Given entries
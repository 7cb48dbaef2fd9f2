//! Articles command - list, show, and search articles.

use anyhow::Result;
use blogdeck_client::{Article, ArticleQuery, PageQuery, PageResult};
use blogdeck_session::ArticleCache;
use clap::{Args, Subcommand};
use console::{Style, style};

use super::Context;
use crate::output::{header, print_json, truncate};

/// Arguments for the articles command.
#[derive(Args, Debug)]
pub struct ArticlesArgs {
    #[command(subcommand)]
    pub command: ArticlesCommand,
}

#[derive(Subcommand, Debug)]
pub enum ArticlesCommand {
    /// List published articles
    List {
        /// Page number (1-based)
        #[arg(long, default_value = "1")]
        page: u32,

        /// Articles per page
        #[arg(long, default_value = "10")]
        size: u32,

        /// Only titles containing this text
        #[arg(long)]
        title: Option<String>,

        /// Only articles in this category
        #[arg(long)]
        category: Option<i64>,
    },

    /// Show a single article
    Show {
        /// Article ID
        id: i64,
    },

    /// Full-text search
    Search {
        /// Search keyword
        keyword: String,

        #[arg(long, default_value = "1")]
        page: u32,

        #[arg(long, default_value = "10")]
        size: u32,
    },
}

/// Run the articles command.
pub async fn run(args: ArticlesArgs, ctx: &Context) -> Result<()> {
    let (_session, client) = ctx.connect()?;
    let cache = ArticleCache::new();

    match args.command {
        ArticlesCommand::List {
            page,
            size,
            title,
            category,
        } => {
            let query = ArticleQuery {
                page_num: Some(page),
                page_size: Some(size),
                title,
                category_id: category,
                ..Default::default()
            };
            let result = cache.fetch_list(&client, &query).await?;
            print_page("Articles", &result, page, ctx)
        }
        ArticlesCommand::Search {
            keyword,
            page,
            size,
        } => {
            let result = cache
                .search(&client, &keyword, PageQuery::new(page, size))
                .await?;
            print_page(&format!("Search: \"{}\"", keyword), &result, page, ctx)
        }
        ArticlesCommand::Show { id } => {
            let article = cache.fetch_detail(&client, id).await?;
            if ctx.json_output {
                return print_json(&article);
            }
            print_article(&article);
            Ok(())
        }
    }
}

fn print_page(title: &str, page: &PageResult<Article>, page_num: u32, ctx: &Context) -> Result<()> {
    if ctx.json_output {
        return print_json(page);
    }

    let dim = Style::new().dim();
    header(title);
    if page.list.is_empty() {
        println!("{}", dim.apply_to("No articles found"));
        return Ok(());
    }

    for article in &page.list {
        let id = article.id.map(|id| id.to_string()).unwrap_or_default();
        println!(
            "{} {}",
            dim.apply_to(format!("[{:>4}]", id)),
            truncate(&article.title, 60)
        );
        if ctx.verbose
            && let Some(summary) = &article.summary
        {
            println!("       {}", dim.apply_to(truncate(summary, 70)));
        }
    }
    println!();
    println!(
        "{}",
        dim.apply_to(format!(
            "page {} · {} of {} total",
            page_num,
            page.list.len(),
            page.total
        ))
    );
    Ok(())
}

fn print_article(article: &Article) {
    let dim = Style::new().dim();
    header(&article.title);

    let mut facts = Vec::new();
    if let Some(author) = &article.author_name {
        facts.push(format!("by {}", author));
    }
    if let Some(category) = &article.category_name {
        facts.push(format!("in {}", category));
    }
    if let Some(time) = article.publish_time.as_ref().or(article.create_time.as_ref()) {
        facts.push(time.clone());
    }
    if let Some(views) = article.view_count {
        facts.push(format!("{} views", views));
    }
    if !facts.is_empty() {
        println!("{}", dim.apply_to(facts.join(" · ")));
    }

    let tags: Vec<&str> = article.tag_list.iter().map(|t| t.name.as_str()).collect();
    if !tags.is_empty() {
        println!("{}", style(format!("#{}", tags.join(" #"))).cyan());
    }

    println!();
    match (&article.content, &article.summary) {
        (Some(content), _) => println!("{}", content),
        (None, Some(summary)) => println!("{}", summary),
        (None, None) => println!("{}", dim.apply_to("(no content)")),
    }
}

Problem to work on
Everything in the listing above should be duplicated exactly.

Written solution
repository 7cb48dbaef2fd9f2
//! Articles command - list, show, and search articles.

use anyhow::Result;
use blogdeck_client::{Article, ArticleQuery, PageQuery, PageResult};
use blogdeck_session::ArticleCache;
use clap::{Args, Subcommand};
use console::{Style, style};

use super::Context;
use crate::output::{header, print_json, truncate};

/// Arguments for the articles command.
#[derive(Args, Debug)]
pub struct ArticlesArgs {
    #[command(subcommand)]
    pub command: ArticlesCommand,
}

#[derive(Subcommand, Debug)]
pub enum ArticlesCommand {
    /// List published articles
    List {
        /// Page number (1-based)
        #[arg(long, default_value = "1")]
        page: u32,

        /// Articles per page
        #[arg(long, default_value = "10")]
        size: u32,

        /// Only titles containing this text
        #[arg(long)]
        title: Option<String>,

        /// Only articles in this category
        #[arg(long)]
        category: Option<i64>,
    },

    /// Show a single article
    Show {
        /// Article ID
        id: i64,
    },

    /// Full-text search
    Search {
        /// Search keyword
        keyword: String,

        #[arg(long, default_value = "1")]
        page: u32,

        #[arg(long, default_value = "10")]
        size: u32,
    },
}

/// Run the articles command.
pub async fn run(args: ArticlesArgs, ctx: &Context) -> Result<()> {
    let (_session, client) = ctx.connect()?;
    let cache = ArticleCache::new();

    match args.command {
        ArticlesCommand::List {
            page,
            size,
            title,
            category,
        } => {
            let query = ArticleQuery {
                page_num: Some(page),
                page_size: Some(size),
                title,
                category_id: category,
                ..Default::default()
            };
            let result = cache.fetch_list(&client, &query).await?;
            print_page("Articles", &result, page, ctx)
        }
        ArticlesCommand::Search {
            keyword,
            page,
            size,
        } => {
            let result = cache
                .search(&client, &keyword, PageQuery::new(page, size))
                .await?;
            print_page(&format!("Search: \"{}\"", keyword), &result, page, ctx)
        }
        ArticlesCommand::Show { id } => {
            let article = cache.fetch_detail(&client, id).await?;
            if ctx.json_output {
                return print_json(&article);
            }
            print_article(&article);
            Ok(())
        }
    }
}

fn print_page(title: &str, page: &PageResult<Article>, page_num: u32, ctx: &Context) -> Result<()> {
    if ctx.json_output {
        return print_json(page);
    }

    let dim = Style::new().dim();
    header(title);
    if page.list.is_empty() {
        println!("{}", dim.apply_to("No articles found"));
        return Ok(());
    }

    for article in &page.list {
        let id = article.id.map(|id| id.to_string()).unwrap_or_default();
        println!(
            "{} {}",
            dim.apply_to(format!("[{:>4}]", id)),
            truncate(&article.title, 60)
        );
        if ctx.verbose
            && let Some(summary) = &article.summary
        {
            println!("       {}", dim.apply_to(truncate(summary, 70)));
        }
    }
    println!();
    println!(
        "{}",
        dim.apply_to(format!(
            "page {} · {} of {} total",
            page_num,
            page.list.len(),
            page.total
        ))
    );
    Ok(())
}

fn print_article(article: &Article) {
    let dim = Style::new().dim();
    header(&article.title);

    let mut facts = Vec::new();
    if let Some(author) = &article.author_name {
        facts.push(format!("by {}", author));
    }
    if let Some(category) = &article.category_name {
        facts.push(format!("in {}", category));
    }
    if let Some(time) = article.publish_time.as_ref().or(article.create_time.as_ref()) {
        facts.push(time.clone());
    }
    if let Some(views) = article.view_count {
        facts.push(format!("{} views", views));
    }
    if !facts.is_empty() {
        println!("{}", dim.apply_to(facts.join(" · ")));
    }

    let tags: Vec<&str> = article.tag_list.iter().map(|t| t.name.as_str()).collect();
    if !tags.is_empty() {
        println!("{}", style(format!("#{}", tags.join(" #"))).cyan());
    }

    println!();
    match (&article.content, &article.summary) {
        (Some(content), _) => println!("{}", content),
        (None, Some(summary)) => println!("{}", summary),
        (None, None) => println!("{}", dim.apply_to("(no content)")),
    }
}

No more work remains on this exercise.